_WORK REQUIRED_
Lines before the one containing "let no_labels = ModelConfig" are to be skipped; reproduce that line and the rest of the records below exactly.
┌─ DATA LISTING
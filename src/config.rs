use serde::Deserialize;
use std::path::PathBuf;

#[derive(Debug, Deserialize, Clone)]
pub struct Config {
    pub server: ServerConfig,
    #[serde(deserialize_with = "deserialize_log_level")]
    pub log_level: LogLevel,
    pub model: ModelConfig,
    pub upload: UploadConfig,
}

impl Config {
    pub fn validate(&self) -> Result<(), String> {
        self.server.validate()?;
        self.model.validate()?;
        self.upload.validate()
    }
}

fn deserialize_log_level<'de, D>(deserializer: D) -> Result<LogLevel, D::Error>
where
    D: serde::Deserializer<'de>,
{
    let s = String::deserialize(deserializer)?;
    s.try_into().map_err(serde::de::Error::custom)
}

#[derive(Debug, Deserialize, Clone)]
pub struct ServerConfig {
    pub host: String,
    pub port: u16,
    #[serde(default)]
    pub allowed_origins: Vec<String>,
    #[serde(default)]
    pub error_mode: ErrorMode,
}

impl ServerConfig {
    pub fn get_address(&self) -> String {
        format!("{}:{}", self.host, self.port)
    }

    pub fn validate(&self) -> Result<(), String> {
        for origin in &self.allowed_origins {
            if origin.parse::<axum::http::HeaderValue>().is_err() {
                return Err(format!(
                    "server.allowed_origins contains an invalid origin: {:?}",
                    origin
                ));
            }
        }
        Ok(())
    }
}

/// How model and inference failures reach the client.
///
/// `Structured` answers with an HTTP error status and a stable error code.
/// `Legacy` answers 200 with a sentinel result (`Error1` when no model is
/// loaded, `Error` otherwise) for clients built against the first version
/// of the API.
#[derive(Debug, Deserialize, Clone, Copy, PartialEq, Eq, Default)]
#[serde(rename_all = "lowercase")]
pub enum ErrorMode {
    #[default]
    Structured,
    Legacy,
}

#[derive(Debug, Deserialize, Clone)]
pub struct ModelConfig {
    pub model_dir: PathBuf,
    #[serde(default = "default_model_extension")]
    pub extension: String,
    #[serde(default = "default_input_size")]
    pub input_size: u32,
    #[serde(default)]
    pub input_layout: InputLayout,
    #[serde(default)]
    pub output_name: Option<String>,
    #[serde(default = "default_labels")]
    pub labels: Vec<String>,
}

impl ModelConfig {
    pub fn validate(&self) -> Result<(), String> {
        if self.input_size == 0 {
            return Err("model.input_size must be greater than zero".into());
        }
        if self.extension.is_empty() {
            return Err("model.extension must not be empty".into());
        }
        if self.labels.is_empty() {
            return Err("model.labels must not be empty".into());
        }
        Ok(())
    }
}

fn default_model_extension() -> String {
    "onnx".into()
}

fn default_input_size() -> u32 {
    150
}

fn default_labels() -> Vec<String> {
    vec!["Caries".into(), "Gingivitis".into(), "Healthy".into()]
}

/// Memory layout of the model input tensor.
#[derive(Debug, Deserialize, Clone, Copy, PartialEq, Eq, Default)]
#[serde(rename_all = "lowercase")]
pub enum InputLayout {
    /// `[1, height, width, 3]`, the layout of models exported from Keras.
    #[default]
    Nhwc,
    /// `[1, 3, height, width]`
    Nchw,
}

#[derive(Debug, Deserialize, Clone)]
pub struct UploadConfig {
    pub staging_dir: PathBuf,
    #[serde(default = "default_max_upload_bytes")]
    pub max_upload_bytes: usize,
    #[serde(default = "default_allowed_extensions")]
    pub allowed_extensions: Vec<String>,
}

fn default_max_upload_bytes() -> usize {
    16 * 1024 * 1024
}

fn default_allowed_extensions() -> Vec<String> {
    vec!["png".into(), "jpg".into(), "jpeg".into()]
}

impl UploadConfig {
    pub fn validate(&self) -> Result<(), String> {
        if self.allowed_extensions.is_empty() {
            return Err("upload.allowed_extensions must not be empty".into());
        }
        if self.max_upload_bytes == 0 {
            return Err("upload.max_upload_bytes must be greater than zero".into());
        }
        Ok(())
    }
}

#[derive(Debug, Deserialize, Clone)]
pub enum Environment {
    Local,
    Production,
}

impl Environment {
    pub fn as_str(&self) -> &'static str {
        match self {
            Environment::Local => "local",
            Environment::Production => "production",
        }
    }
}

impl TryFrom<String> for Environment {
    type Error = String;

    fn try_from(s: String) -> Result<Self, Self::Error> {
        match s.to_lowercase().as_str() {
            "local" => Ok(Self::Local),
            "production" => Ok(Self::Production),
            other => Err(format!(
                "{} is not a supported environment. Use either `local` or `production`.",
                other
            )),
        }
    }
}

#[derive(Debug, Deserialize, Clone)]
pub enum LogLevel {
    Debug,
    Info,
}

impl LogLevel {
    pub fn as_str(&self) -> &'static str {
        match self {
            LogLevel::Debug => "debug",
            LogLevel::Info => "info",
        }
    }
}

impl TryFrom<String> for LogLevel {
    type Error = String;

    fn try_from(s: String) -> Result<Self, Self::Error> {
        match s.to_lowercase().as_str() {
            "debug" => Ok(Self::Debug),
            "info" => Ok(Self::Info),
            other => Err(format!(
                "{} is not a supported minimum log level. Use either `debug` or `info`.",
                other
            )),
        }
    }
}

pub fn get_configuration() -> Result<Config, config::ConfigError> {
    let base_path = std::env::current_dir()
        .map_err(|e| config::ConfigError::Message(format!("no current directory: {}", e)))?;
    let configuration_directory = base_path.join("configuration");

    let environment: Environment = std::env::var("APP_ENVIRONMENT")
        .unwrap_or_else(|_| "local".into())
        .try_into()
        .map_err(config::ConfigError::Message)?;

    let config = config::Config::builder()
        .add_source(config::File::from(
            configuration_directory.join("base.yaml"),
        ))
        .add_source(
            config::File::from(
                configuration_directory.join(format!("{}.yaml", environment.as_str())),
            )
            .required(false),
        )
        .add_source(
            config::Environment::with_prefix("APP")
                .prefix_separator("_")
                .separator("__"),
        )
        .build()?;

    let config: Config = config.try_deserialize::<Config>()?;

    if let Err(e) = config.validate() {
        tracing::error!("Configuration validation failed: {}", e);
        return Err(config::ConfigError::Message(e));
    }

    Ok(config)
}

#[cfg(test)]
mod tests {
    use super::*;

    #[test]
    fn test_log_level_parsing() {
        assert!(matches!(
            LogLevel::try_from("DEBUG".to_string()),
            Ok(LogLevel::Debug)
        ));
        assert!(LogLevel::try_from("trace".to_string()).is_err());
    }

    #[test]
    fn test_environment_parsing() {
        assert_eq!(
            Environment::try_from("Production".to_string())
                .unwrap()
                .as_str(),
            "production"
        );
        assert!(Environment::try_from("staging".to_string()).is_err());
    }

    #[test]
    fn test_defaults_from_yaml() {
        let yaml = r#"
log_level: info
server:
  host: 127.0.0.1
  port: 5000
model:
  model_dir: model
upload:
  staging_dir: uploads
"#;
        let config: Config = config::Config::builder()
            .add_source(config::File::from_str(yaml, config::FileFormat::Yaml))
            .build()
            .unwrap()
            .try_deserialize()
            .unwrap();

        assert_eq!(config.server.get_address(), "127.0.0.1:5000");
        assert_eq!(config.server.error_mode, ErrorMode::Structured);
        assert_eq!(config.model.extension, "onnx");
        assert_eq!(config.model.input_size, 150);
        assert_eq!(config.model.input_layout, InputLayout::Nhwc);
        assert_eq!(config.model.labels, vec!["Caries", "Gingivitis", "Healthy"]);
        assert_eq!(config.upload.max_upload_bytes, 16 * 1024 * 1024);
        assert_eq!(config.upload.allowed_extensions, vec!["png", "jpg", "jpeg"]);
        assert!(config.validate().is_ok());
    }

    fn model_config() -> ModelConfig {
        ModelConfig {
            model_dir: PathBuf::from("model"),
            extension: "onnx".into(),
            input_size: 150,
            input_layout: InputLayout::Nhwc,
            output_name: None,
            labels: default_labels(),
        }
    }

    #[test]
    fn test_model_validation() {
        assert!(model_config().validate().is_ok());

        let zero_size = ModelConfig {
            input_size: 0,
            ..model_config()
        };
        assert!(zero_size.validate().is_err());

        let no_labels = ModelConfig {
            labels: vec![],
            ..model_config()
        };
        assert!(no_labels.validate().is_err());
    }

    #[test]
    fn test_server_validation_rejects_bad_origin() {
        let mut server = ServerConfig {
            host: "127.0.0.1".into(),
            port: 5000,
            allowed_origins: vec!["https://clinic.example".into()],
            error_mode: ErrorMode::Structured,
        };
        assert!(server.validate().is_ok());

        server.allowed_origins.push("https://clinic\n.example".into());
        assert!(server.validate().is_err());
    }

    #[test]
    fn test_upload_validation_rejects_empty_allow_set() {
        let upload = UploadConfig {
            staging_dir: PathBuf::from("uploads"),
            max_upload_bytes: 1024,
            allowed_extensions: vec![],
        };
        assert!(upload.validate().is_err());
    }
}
└─
_OUTPUT OF THE EXERCISE_
        let no_labels = ModelConfig {
            labels: vec![],
            ..model_config()
        };
        assert!(no_labels.validate().is_err());
    }

    #[test]
    fn test_server_validation_rejects_bad_origin() {
        let mut server = ServerConfig {
            host: "127.0.0.1".into(),
            port: 5000,
            allowed_origins: vec!["https://clinic.example".into()],
            error_mode: ErrorMode::Structured,
        };
        assert!(server.validate().is_ok());

        server.allowed_origins.push("https://clinic\n.example".into());
        assert!(server.validate().is_err());
    }

    #[test]
    fn test_upload_validation_rejects_empty_allow_set() {
        let upload = UploadConfig {
            staging_dir: PathBuf::from("uploads"),
            max_upload_bytes: 1024,
            allowed_extensions: vec![],
        };
        assert!(upload.validate().is_err());
    }
}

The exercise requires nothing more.